Mind you I am not a PostgreSQL user by any means...but it looks like you are trying to run an interactive
tool through a PowerShell script that I don't think is going to work.
The most common method of connecting to databases with PowerShell is using .NET classes to make a connection, then run the query, pull the output into a PowerShell object, and then put that data in whatever format supported by PowerShell.
One thing you can try is put your call to the psql
as one command. I am not sure if this works but I would think you should be able to do something like this:
Set-Location 'E:\Program Files\PostgreSQL\9.1\bin\';
$env:PGPASSWORD = 'mypwd';
$results = & psql -U postgres -w -d myDB -c 'SELECT * FROM mytable;'
$results |
Export-Csv -path 'C:\Users\e\Desktop\test1.csv' -NoClobber -Delimiter ";"

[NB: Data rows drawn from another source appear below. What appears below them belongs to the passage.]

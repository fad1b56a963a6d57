//! c64kb-host library entry point.
//!
//! Re-exports all public modules so that integration tests in `tests/`
//! and the binary entry point in `main.rs` share the same module tree.
//!
//! # Layers (for beginners)
//!
//! - **`application`** – Use cases that turn key presses into frames.  Talks
//!   to the outside world only through traits.
//! - **`infrastructure`** – The implementations of those traits: terminal
//!   capture, Bluetooth LE, the file system and the console.

pub mod application;
pub mod infrastructure;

Regarding no column header in your CSV file
One note if you actually want a header row or column
labels for your data then you are going to have to specify the columns in your query. Using SELECT *
gives PowerShell no idea what property names to apply.
So if I just do as you did the first row of your CSV file will be data. If you change it to be the columns in the table like this:
SELECT col1, col2, col3 FROM mytable;
Then your CSV file should contain the column names in the first row. The other option would be to do this in your PowerShell command but it is much cleaner to do this in your SQL query.